━━ GIVEN RECORDS

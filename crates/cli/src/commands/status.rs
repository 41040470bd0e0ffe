//! Node status from `/stats`

use anyhow::Result;
use chrono::{DateTime, Utc};
use colored::Colorize;
use telemetry_lib::{agent::AgentStats, gateway::GatewayStats};

use super::sinks::print_sinks;
use crate::client::{ApiClient, NodeStats};
use crate::output::{
    color_circuit, color_count, format_bytes, format_ratio, print_header, print_json,
    OutputFormat,
};

/// Show the stats of whichever node answers at the client's URL
pub async fn show_status(client: &ApiClient, format: OutputFormat) -> Result<()> {
    let stats = client.stats().await?;

    match format {
        OutputFormat::Json => print_json(&stats)?,
        OutputFormat::Table => match &stats {
            NodeStats::Agent(agent) => print_agent(client, agent),
            NodeStats::Gateway(gateway) => print_gateway(client, gateway),
        },
    }

    Ok(())
}

fn print_agent(client: &ApiClient, stats: &AgentStats) {
    print_header("Agent Status");
    println!("Endpoint:               {}", client.base_url().as_str().cyan());
    println!("Agent:                  {}", stats.agent_id.cyan());
    println!("Hub circuit:            {}", color_circuit(stats.circuit_state));
    println!("Consecutive failures:   {}", stats.consecutive_failures);
    println!("Last flush:             {}", format_timestamp(stats.last_flush));
    println!();

    println!("{}", "Buffer".bold());
    println!("{}", "-".repeat(50));
    println!(
        "Buffered:               {} / {} ({})",
        stats.buffered,
        stats.buffer_capacity,
        format_ratio(stats.buffered as u64, stats.buffer_capacity as u64)
    );
    println!("Outbound batches:       {}", stats.outbound_batches);
    println!("Ingested:               {}", stats.ingested);
    println!("Dropped on overflow:    {}", color_count(stats.dropped_overflow));
    println!("Rejected:               {}", color_count(stats.rejected));
    println!();

    println!("{}", "Delivery".bold());
    println!("{}", "-".repeat(50));
    println!("Batches assembled:      {}", stats.batches_assembled);
    println!("Batches sent:           {}", stats.batches_sent);
    println!("Batches dropped:        {}", color_count(stats.batches_dropped));
    println!("Records sent:           {}", stats.records_sent);
    println!(
        "Records dropped:        {}",
        color_count(stats.records_dropped_outbound + stats.records_discarded_on_shutdown)
    );
}

fn print_gateway(client: &ApiClient, stats: &GatewayStats) {
    print_header("Gateway Status");
    println!("Endpoint:               {}", client.base_url().as_str().cyan());
    println!(
        "Admitted bytes:         {} / {} ({})",
        format_bytes(stats.admitted_bytes),
        format_bytes(stats.ceiling_bytes),
        format_ratio(stats.admitted_bytes, stats.ceiling_bytes)
    );
    println!("Retained batches:       {}", stats.retained_batches);
    println!("Force released:         {}", color_count(stats.force_released));
    println!();

    println!("{}", "Admission".bold());
    println!("{}", "-".repeat(50));
    println!("Batches admitted:       {}", stats.batches_admitted);
    println!("Batches rejected:       {}", color_count(stats.batches_rejected));
    println!("Batches malformed:      {}", color_count(stats.batches_malformed));
    println!("Records accepted:       {}", stats.records_accepted);
    println!("Records invalid:        {}", color_count(stats.records_invalid));
    println!();

    println!("{}", "Sinks".bold());
    print_sinks(&stats.sinks);
}

/// Format timestamp for display
fn format_timestamp(ts: Option<DateTime<Utc>>) -> String {
    match ts {
        Some(dt) => dt.format("%Y-%m-%d %H:%M:%S").to_string(),
        None => "never".to_string(),
    }
}
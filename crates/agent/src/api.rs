//! HTTP server for ingestion, health checks and Prometheus metrics

use telemetry_lib::api::agent::{create_router, AgentState};
use tokio::sync::watch;
use tracing::info;

/// Serve the agent API until shutdown is signalled
pub async fn serve(
    port: u16,
    state: AgentState,
    mut shutdown: watch::Receiver<bool>,
) -> anyhow::Result<()> {
    let app = create_router(state);

    let addr = format!("0.0.0.0:{}", port);
    info!(addr = %addr, "Starting API server");

    let listener = tokio::net::TcpListener::bind(&addr).await?;
    axum::serve(listener, app)
        .with_graceful_shutdown(async move {
            let _ = shutdown.wait_for(|stop| *stop).await;
        })
        .await?;

    Ok(())
}
//! Per-sink delivery view of a gateway

use anyhow::Result;
use tabled::Tabled;
use telemetry_lib::{gateway::GatewayStats, sink::SinkStats};

use crate::client::ApiClient;
use crate::output::{color_circuit, color_count, print_json, print_table, OutputFormat};

/// Row for the sinks table
#[derive(Tabled)]
pub struct SinkRow {
    #[tabled(rename = "Sink")]
    name: String,
    #[tabled(rename = "Kind")]
    kind: String,
    #[tabled(rename = "Delivery")]
    guarantee: &'static str,
    #[tabled(rename = "Queue")]
    queue_depth: String,
    #[tabled(rename = "Delivered")]
    delivered: u64,
    #[tabled(rename = "Dropped")]
    dropped: String,
    #[tabled(rename = "Retries")]
    retries: u64,
    #[tabled(rename = "Circuit")]
    circuit: String,
}

impl From<&SinkStats> for SinkRow {
    fn from(stats: &SinkStats) -> Self {
        let queue_depth = if stats.in_flight {
            format!("{} (+1 in flight)", stats.queue_depth)
        } else {
            stats.queue_depth.to_string()
        };
        Self {
            name: stats.name.clone(),
            kind: stats.kind.to_string(),
            guarantee: if stats.dedup {
                "dedup"
            } else {
                "at-least-once"
            },
            queue_depth,
            delivered: stats.delivered,
            dropped: color_count(stats.dropped()),
            retries: stats.retries,
            circuit: color_circuit(stats.circuit_state),
        }
    }
}

/// Row for the drop breakdown table
#[derive(Tabled)]
struct DropRow {
    #[tabled(rename = "Sink")]
    name: String,
    #[tabled(rename = "Queue full")]
    queue_full: u64,
    #[tabled(rename = "Rejected")]
    permanent: u64,
    #[tabled(rename = "Retries exhausted")]
    exhausted: u64,
    #[tabled(rename = "Shutdown")]
    shutdown: u64,
}

pub fn print_sinks(sinks: &[SinkStats]) {
    let rows: Vec<SinkRow> = sinks.iter().map(SinkRow::from).collect();
    print_table(&rows);
}

/// List queue depth, drops and breaker state for every sink
pub async fn show_sinks(client: &ApiClient, format: OutputFormat) -> Result<()> {
    let stats: GatewayStats = client.get("stats").await?;

    match format {
        OutputFormat::Json => print_json(&stats.sinks)?,
        OutputFormat::Table => {
            print_sinks(&stats.sinks);

            let drops: Vec<DropRow> = stats
                .sinks
                .iter()
                .filter(|s| s.dropped() > 0)
                .map(|s| DropRow {
                    name: s.name.clone(),
                    queue_full: s.dropped_queue_full,
                    permanent: s.dropped_permanent,
                    exhausted: s.dropped_exhausted,
                    shutdown: s.dropped_shutdown,
                })
                .collect();
            if !drops.is_empty() {
                println!();
                print_table(&drops);
            }
        }
    }

    Ok(())
}
//! Integration tests for the agent API endpoints

use axum::{
    body::Body,
    http::{header, Request, StatusCode},
    Router,
};
use std::sync::Arc;
use std::time::Duration;
use telemetry_lib::{
    agent::{AgentCollector, AgentConfig},
    api::agent::{create_router, AgentState},
    health::{components, HealthRegistry},
    queue::OverflowPolicy,
    tagger::{ClusterIdentity, ResourceTagger},
};
use tower::ServiceExt;

fn collector(capacity: usize, overflow: OverflowPolicy) -> Arc<AgentCollector> {
    let config = AgentConfig {
        agent_id: "edge-a-agent".to_string(),
        buffer_capacity: capacity,
        high_water_mark: capacity,
        overflow_policy: overflow,
        flush_interval: Duration::from_secs(1),
        ..AgentConfig::default()
    };
    let identity = ClusterIdentity::new("edge-a", "eu-west-1", "production").unwrap();
    Arc::new(AgentCollector::new(config, ResourceTagger::new(identity)))
}

async fn setup_test_app(collector: Arc<AgentCollector>) -> (Router, AgentState) {
    let health_registry = HealthRegistry::new();
    health_registry.register(components::INGEST).await;
    health_registry.register(components::HUB_LINK).await;

    let state = AgentState::new(collector, health_registry);
    (create_router(state.clone()), state)
}

fn post_json(uri: &str, json: &str) -> Request<Body> {
    Request::builder()
        .method("POST")
        .uri(uri)
        .header(header::CONTENT_TYPE, "application/json")
        .body(Body::from(json.to_string()))
        .unwrap()
}

fn get(uri: &str) -> Request<Body> {
    Request::builder().uri(uri).body(Body::empty()).unwrap()
}

async fn json_body(response: axum::response::Response) -> serde_json::Value {
    let body = axum::body::to_bytes(response.into_body(), usize::MAX)
        .await
        .unwrap();
    serde_json::from_slice(&body).unwrap()
}

const METRIC: &str = r#"{
    "resource_attributes": {"k8s.pod.name": "resnet-0", "cluster.name": "spoofed"},
    "payload": {"type": "metric", "name": "gpu_util", "value": 0.82, "unit": "ratio"}
}"#;

#[tokio::test]
async fn test_single_record_is_accepted_and_tagged() {
    let collector = collector(100, OverflowPolicy::DropOldest);
    let (app, _state) = setup_test_app(Arc::clone(&collector)).await;

    let response = app.oneshot(post_json("/v1/records", METRIC)).await.unwrap();

    assert_eq!(response.status(), StatusCode::ACCEPTED);
    let summary = json_body(response).await;
    assert_eq!(summary["accepted"], 1);
    assert_eq!(summary["evicted"], 0);

    let batch = collector.assemble_batch().unwrap();
    let record = &batch.records[0];
    assert_eq!(record.attribute("cluster.name"), Some("edge-a"));
    assert_eq!(record.attribute("k8s.pod.name"), Some("resnet-0"));
}

#[tokio::test]
async fn test_record_list_is_accepted() {
    let collector = collector(100, OverflowPolicy::DropOldest);
    let (app, _state) = setup_test_app(Arc::clone(&collector)).await;

    let body = r#"[
        {"payload": {"type": "log", "body": "model loaded", "severity": "info"}},
        {"payload": {"type": "trace", "trace_id": "t1", "span_id": "s1", "name": "predict", "duration_ns": 1200}},
        {"payload": {"type": "metric", "name": "requests", "value": 3.0, "unit": "count"}}
    ]"#;
    let response = app.oneshot(post_json("/v1/records", body)).await.unwrap();

    assert_eq!(response.status(), StatusCode::ACCEPTED);
    assert_eq!(json_body(response).await["accepted"], 3);
    assert_eq!(collector.buffered(), 3);
}

#[tokio::test]
async fn test_full_buffer_with_drop_oldest_still_accepts() {
    let collector = collector(2, OverflowPolicy::DropOldest);
    let (app, _state) = setup_test_app(collector).await;

    let body = format!("[{METRIC}, {METRIC}, {METRIC}]");
    let response = app.oneshot(post_json("/v1/records", &body)).await.unwrap();

    assert_eq!(response.status(), StatusCode::ACCEPTED);
    let summary = json_body(response).await;
    assert_eq!(summary["accepted"], 3);
    assert_eq!(summary["evicted"], 1);
}

#[tokio::test]
async fn test_full_buffer_with_drop_newest_returns_503() {
    let collector = collector(2, OverflowPolicy::DropNewest);
    let (app, _state) = setup_test_app(collector).await;

    let body = format!("[{METRIC}, {METRIC}, {METRIC}]");
    let response = app.oneshot(post_json("/v1/records", &body)).await.unwrap();

    assert_eq!(response.status(), StatusCode::SERVICE_UNAVAILABLE);
    let summary = json_body(response).await;
    assert_eq!(summary["accepted"], 2);
    assert_eq!(summary["rejected"], 1);
}

#[tokio::test]
async fn test_invalid_record_is_client_error() {
    let (app, _state) = setup_test_app(collector(10, OverflowPolicy::DropOldest)).await;

    let response = app
        .oneshot(post_json("/v1/records", r#"{"payload": {"type": "histogram"}}"#))
        .await
        .unwrap();

    assert!(response.status().is_client_error());
}

#[tokio::test]
async fn test_stats_reports_counters() {
    let collector = collector(10, OverflowPolicy::DropOldest);
    let (app, _state) = setup_test_app(Arc::clone(&collector)).await;

    app.clone()
        .oneshot(post_json("/v1/records", METRIC))
        .await
        .unwrap();
    let response = app.oneshot(get("/stats")).await.unwrap();

    assert_eq!(response.status(), StatusCode::OK);
    let stats = json_body(response).await;
    assert_eq!(stats["agent_id"], "edge-a-agent");
    assert_eq!(stats["ingested"], 1);
    assert_eq!(stats["buffered"], 1);
    assert_eq!(stats["circuit_state"], "closed");
}

#[tokio::test]
async fn test_healthz_returns_ok_when_degraded() {
    let (app, state) = setup_test_app(collector(10, OverflowPolicy::DropOldest)).await;

    // An open hub breaker degrades but does not fail the agent
    state
        .health
        .set_degraded(components::HUB_LINK, "circuit open")
        .await;

    let response = app.oneshot(get("/healthz")).await.unwrap();

    assert_eq!(response.status(), StatusCode::OK);
    assert_eq!(json_body(response).await["status"], "degraded");
}

#[tokio::test]
async fn test_healthz_returns_503_when_unhealthy() {
    let (app, state) = setup_test_app(collector(10, OverflowPolicy::DropOldest)).await;

    state
        .health
        .set_unhealthy(components::INGEST, "listener failed")
        .await;

    let response = app.oneshot(get("/healthz")).await.unwrap();

    assert_eq!(response.status(), StatusCode::SERVICE_UNAVAILABLE);
    assert_eq!(json_body(response).await["status"], "unhealthy");
}

#[tokio::test]
async fn test_readyz_follows_readiness_flag() {
    let (app, state) = setup_test_app(collector(10, OverflowPolicy::DropOldest)).await;

    let response = app.clone().oneshot(get("/readyz")).await.unwrap();
    assert_eq!(response.status(), StatusCode::SERVICE_UNAVAILABLE);
    assert_eq!(json_body(response).await["ready"], false);

    state.health.set_ready(true).await;

    let response = app.oneshot(get("/readyz")).await.unwrap();
    assert_eq!(response.status(), StatusCode::OK);
    assert_eq!(json_body(response).await["ready"], true);
}

#[tokio::test]
async fn test_metrics_endpoint_returns_prometheus_format() {
    let collector = collector(10, OverflowPolicy::DropOldest);
    let (app, _state) = setup_test_app(Arc::clone(&collector)).await;
    app.clone()
        .oneshot(post_json("/v1/records", METRIC))
        .await
        .unwrap();

    let response = app.oneshot(get("/metrics")).await.unwrap();

    assert_eq!(response.status(), StatusCode::OK);
    assert_eq!(
        response.headers().get(header::CONTENT_TYPE).unwrap(),
        "text/plain; charset=utf-8"
    );
    let body = axum::body::to_bytes(response.into_body(), usize::MAX)
        .await
        .unwrap();
    let text = String::from_utf8(body.to_vec()).unwrap();
    assert!(text.contains("telemetry_records_ingested_total"));
}
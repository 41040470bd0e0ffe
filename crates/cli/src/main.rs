//! Federated telemetry CLI
//!
//! Inspects agents and the gateway through their `/stats` endpoints and
//! drives synthetic load at an agent's ingestion API.

mod client;
mod commands;
mod config;
mod output;

use anyhow::Result;
use clap::{Parser, Subcommand};
use commands::{load, sinks, status};

/// Federated telemetry CLI
#[derive(Parser)]
#[command(name = "fedtel")]
#[command(author, version, about = "CLI for the federated telemetry pipeline", long_about = None)]
pub struct Cli {
    /// Output format (falls back to the config file, then table)
    #[arg(long, short)]
    pub format: Option<output::OutputFormat>,

    #[command(subcommand)]
    pub command: Commands,
}

#[derive(Subcommand)]
pub enum Commands {
    /// Show agent or gateway stats, detected from the response
    Status {
        /// Node API URL; defaults to the configured agent
        #[arg(long, env = "FEDTEL_TARGET")]
        target: Option<String>,
    },

    /// List per-sink queue depth, drops and circuit state
    Sinks {
        /// Gateway API URL
        #[arg(long, env = "FEDTEL_GATEWAY_URL")]
        gateway: Option<String>,
    },

    /// Send synthetic records to an agent and report throughput and latency
    Load {
        /// Agent API URL
        #[arg(long, env = "FEDTEL_AGENT_URL")]
        agent: Option<String>,

        /// Total number of ingestion requests
        #[arg(long, default_value_t = 1000)]
        requests: usize,

        /// Requests in flight at once
        #[arg(long, default_value_t = 8)]
        concurrency: usize,

        /// Records per request, rotating metric, log and span
        #[arg(long, default_value_t = 10)]
        records_per_request: usize,

        /// Stamp records with this cluster.name to check the agent overwrites it
        #[arg(long)]
        cluster_hint: Option<String>,
    },
}

#[tokio::main]
async fn main() {
    if let Err(err) = run(Cli::parse()).await {
        output::print_error(&format!("{:#}", err));
        std::process::exit(1);
    }
}

async fn run(cli: Cli) -> Result<()> {
    let config = config::Config::load()?;
    let format = config.format(cli.format);

    match cli.command {
        Commands::Status { target } => {
            let client = client::ApiClient::new(&config.agent_url(target))?;
            status::show_status(&client, format).await?;
        }
        Commands::Sinks { gateway } => {
            let client = client::ApiClient::new(&config.gateway_url(gateway))?;
            sinks::show_sinks(&client, format).await?;
        }
        Commands::Load {
            agent,
            requests,
            concurrency,
            records_per_request,
            cluster_hint,
        } => {
            let client = client::ApiClient::new(&config.agent_url(agent))?;
            let options = load::LoadOptions {
                requests,
                concurrency,
                records_per_request,
                cluster_hint,
            };
            load::generate_load(&client, options, format).await?;
        }
    }

    Ok(())
}
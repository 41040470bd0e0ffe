//! Protobuf wire format for agent to gateway batch pushes
//!
//! Messages are declared by hand with `prost` derives so no `protoc` is
//! needed at build time. Field tags are stable and must not be reused.

use crate::error::AdmissionError;
use crate::models::{Batch, BatchId, Payload, Severity, SignalRecord};
use chrono::{DateTime, Utc};
use prost::Message;
use std::collections::HashMap;

/// Content type used on the batch push endpoint
pub const CONTENT_TYPE: &str = "application/x-protobuf";

#[derive(Clone, PartialEq, Message)]
pub struct BatchMessage {
    #[prost(string, tag = "1")]
    pub batch_id: String,
    #[prost(string, tag = "2")]
    pub agent_id: String,
    #[prost(uint64, tag = "3")]
    pub sequence: u64,
    #[prost(message, optional, tag = "4")]
    pub created_at: Option<prost_types::Timestamp>,
    #[prost(message, repeated, tag = "5")]
    pub records: Vec<RecordMessage>,
}

#[derive(Clone, PartialEq, Message)]
pub struct RecordMessage {
    #[prost(message, optional, tag = "1")]
    pub timestamp: Option<prost_types::Timestamp>,
    #[prost(map = "string, string", tag = "2")]
    pub attributes: HashMap<String, String>,
    #[prost(oneof = "record_message::Payload", tags = "3, 4, 5")]
    pub payload: Option<record_message::Payload>,
}

pub mod record_message {
    #[derive(Clone, PartialEq, prost::Oneof)]
    pub enum Payload {
        #[prost(message, tag = "3")]
        Metric(super::MetricPoint),
        #[prost(message, tag = "4")]
        Log(super::LogEntry),
        #[prost(message, tag = "5")]
        Span(super::SpanData),
    }
}

#[derive(Clone, PartialEq, Message)]
pub struct MetricPoint {
    #[prost(string, tag = "1")]
    pub name: String,
    #[prost(double, tag = "2")]
    pub value: f64,
    #[prost(string, tag = "3")]
    pub unit: String,
}

#[derive(Clone, PartialEq, Message)]
pub struct LogEntry {
    #[prost(string, tag = "1")]
    pub body: String,
    #[prost(int32, tag = "2")]
    pub severity: i32,
}

#[derive(Clone, PartialEq, Message)]
pub struct SpanData {
    #[prost(string, tag = "1")]
    pub trace_id: String,
    #[prost(string, tag = "2")]
    pub span_id: String,
    #[prost(string, tag = "3")]
    pub parent_span_id: String,
    #[prost(string, tag = "4")]
    pub name: String,
    #[prost(uint64, tag = "5")]
    pub duration_ns: u64,
}

/// A batch decoded at the gateway, with the count of records that could not
/// be converted and were dropped individually
#[derive(Debug, Clone)]
pub struct DecodedBatch {
    pub batch: Batch,
    pub malformed_records: usize,
}

/// Serialize a batch for the wire
pub fn encode_batch(batch: &Batch) -> Vec<u8> {
    BatchMessage::from(batch).encode_to_vec()
}

/// Decode a pushed batch. Structural problems reject the whole batch;
/// a record without a payload or timestamp is dropped on its own.
pub fn decode_batch(bytes: &[u8]) -> Result<DecodedBatch, AdmissionError> {
    let message = BatchMessage::decode(bytes)
        .map_err(|e| AdmissionError::Malformed(format!("undecodable batch: {e}")))?;

    let batch_id = BatchId::parse(&message.batch_id)
        .ok_or_else(|| AdmissionError::Malformed(format!("invalid batch id `{}`", message.batch_id)))?;
    if message.agent_id.is_empty() {
        return Err(AdmissionError::Malformed("missing agent id".to_string()));
    }

    let total = message.records.len();
    let records: Vec<SignalRecord> = message
        .records
        .into_iter()
        .filter_map(convert_record)
        .collect();

    Ok(DecodedBatch {
        malformed_records: total - records.len(),
        batch: Batch {
            batch_id,
            agent_id: message.agent_id,
            sequence: message.sequence,
            created_at: message
                .created_at
                .and_then(from_timestamp)
                .unwrap_or_else(Utc::now),
            records,
        },
    })
}

impl From<&Batch> for BatchMessage {
    fn from(batch: &Batch) -> Self {
        BatchMessage {
            batch_id: batch.batch_id.to_string(),
            agent_id: batch.agent_id.clone(),
            sequence: batch.sequence,
            created_at: Some(to_timestamp(&batch.created_at)),
            records: batch.records.iter().map(RecordMessage::from).collect(),
        }
    }
}

impl From<&SignalRecord> for RecordMessage {
    fn from(record: &SignalRecord) -> Self {
        let payload = match &record.payload {
            Payload::Metric { name, value, unit } => {
                record_message::Payload::Metric(MetricPoint {
                    name: name.clone(),
                    value: *value,
                    unit: unit.clone(),
                })
            }
            Payload::Log { body, severity } => record_message::Payload::Log(LogEntry {
                body: body.clone(),
                severity: severity.as_number(),
            }),
            Payload::Span {
                trace_id,
                span_id,
                parent_span_id,
                name,
                duration_ns,
            } => record_message::Payload::Span(SpanData {
                trace_id: trace_id.clone(),
                span_id: span_id.clone(),
                parent_span_id: parent_span_id.clone().unwrap_or_default(),
                name: name.clone(),
                duration_ns: *duration_ns,
            }),
        };

        RecordMessage {
            timestamp: Some(to_timestamp(&record.timestamp)),
            attributes: record.resource_attributes.clone(),
            payload: Some(payload),
        }
    }
}

fn convert_record(message: RecordMessage) -> Option<SignalRecord> {
    let timestamp = message.timestamp.and_then(from_timestamp)?;
    let payload = match message.payload? {
        record_message::Payload::Metric(m) => Payload::Metric {
            name: m.name,
            value: m.value,
            unit: m.unit,
        },
        record_message::Payload::Log(l) => Payload::Log {
            body: l.body,
            severity: Severity::from_number(l.severity),
        },
        record_message::Payload::Span(s) => Payload::Span {
            trace_id: s.trace_id,
            span_id: s.span_id,
            parent_span_id: Some(s.parent_span_id).filter(|p| !p.is_empty()),
            name: s.name,
            duration_ns: s.duration_ns,
        },
    };

    Some(SignalRecord {
        timestamp,
        resource_attributes: message.attributes,
        payload,
    })
}

fn to_timestamp(dt: &DateTime<Utc>) -> prost_types::Timestamp {
    prost_types::Timestamp {
        seconds: dt.timestamp(),
        nanos: dt.timestamp_subsec_nanos() as i32,
    }
}

fn from_timestamp(ts: prost_types::Timestamp) -> Option<DateTime<Utc>> {
    DateTime::<Utc>::from_timestamp(ts.seconds, u32::try_from(ts.nanos).ok()?)
}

━━━━

> _YOUR ASSIGNMENT_
Return the entries exactly through the "the client's URL" line.

> _OUTPUT_
filename crates/cli/src/commands/status.rs
repository 41040470bd0e0ffe
//! Node status from `/stats`

use anyhow::Result;
use chrono::{DateTime, Utc};
use colored::Colorize;
use telemetry_lib::{agent::AgentStats, gateway::GatewayStats};

use super::sinks::print_sinks;
use crate::client::{ApiClient, NodeStats};
use crate::output::{
    color_circuit, color_count, format_bytes, format_ratio, print_header, print_json,
    OutputFormat,
};

/// Show the stats of whichever node answers at the client's URL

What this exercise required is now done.